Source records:

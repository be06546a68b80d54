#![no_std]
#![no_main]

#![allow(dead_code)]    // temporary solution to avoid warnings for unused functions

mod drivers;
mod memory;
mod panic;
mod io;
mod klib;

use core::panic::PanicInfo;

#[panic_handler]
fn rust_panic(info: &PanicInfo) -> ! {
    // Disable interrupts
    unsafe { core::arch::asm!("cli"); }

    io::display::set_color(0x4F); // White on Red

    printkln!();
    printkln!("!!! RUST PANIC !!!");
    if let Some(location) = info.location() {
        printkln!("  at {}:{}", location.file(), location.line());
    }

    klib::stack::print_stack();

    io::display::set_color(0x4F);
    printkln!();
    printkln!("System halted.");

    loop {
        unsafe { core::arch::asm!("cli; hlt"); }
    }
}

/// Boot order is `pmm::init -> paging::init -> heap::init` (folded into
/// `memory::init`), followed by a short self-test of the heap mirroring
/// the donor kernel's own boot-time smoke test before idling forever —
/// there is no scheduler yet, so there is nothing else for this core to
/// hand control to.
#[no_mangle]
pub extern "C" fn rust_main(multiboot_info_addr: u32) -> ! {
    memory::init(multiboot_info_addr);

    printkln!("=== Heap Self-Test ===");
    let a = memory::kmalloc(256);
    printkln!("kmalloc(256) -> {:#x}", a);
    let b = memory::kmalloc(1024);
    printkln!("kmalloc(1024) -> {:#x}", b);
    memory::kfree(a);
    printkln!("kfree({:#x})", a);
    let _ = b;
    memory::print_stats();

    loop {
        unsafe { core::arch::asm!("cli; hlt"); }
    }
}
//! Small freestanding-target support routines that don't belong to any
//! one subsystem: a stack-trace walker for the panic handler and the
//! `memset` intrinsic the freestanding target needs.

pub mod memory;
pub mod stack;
* * *
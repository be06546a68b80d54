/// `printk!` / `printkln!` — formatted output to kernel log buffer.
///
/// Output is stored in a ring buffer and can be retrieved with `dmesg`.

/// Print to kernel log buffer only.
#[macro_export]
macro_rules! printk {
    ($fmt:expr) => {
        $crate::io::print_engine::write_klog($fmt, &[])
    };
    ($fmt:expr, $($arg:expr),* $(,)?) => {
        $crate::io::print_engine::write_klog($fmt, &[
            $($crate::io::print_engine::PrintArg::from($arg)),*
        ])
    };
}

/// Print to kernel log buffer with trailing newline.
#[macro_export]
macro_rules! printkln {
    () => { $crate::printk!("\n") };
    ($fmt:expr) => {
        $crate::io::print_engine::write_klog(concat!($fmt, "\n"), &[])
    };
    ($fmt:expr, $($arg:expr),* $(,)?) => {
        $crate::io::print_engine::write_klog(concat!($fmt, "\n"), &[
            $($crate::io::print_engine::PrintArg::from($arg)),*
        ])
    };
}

■ Exercise objective
The lines to show are those in the data above that include "display".

■ Answer to this exercise
    io::display::set_color(0x4F); // White on Red
    io::display::set_color(0x4F);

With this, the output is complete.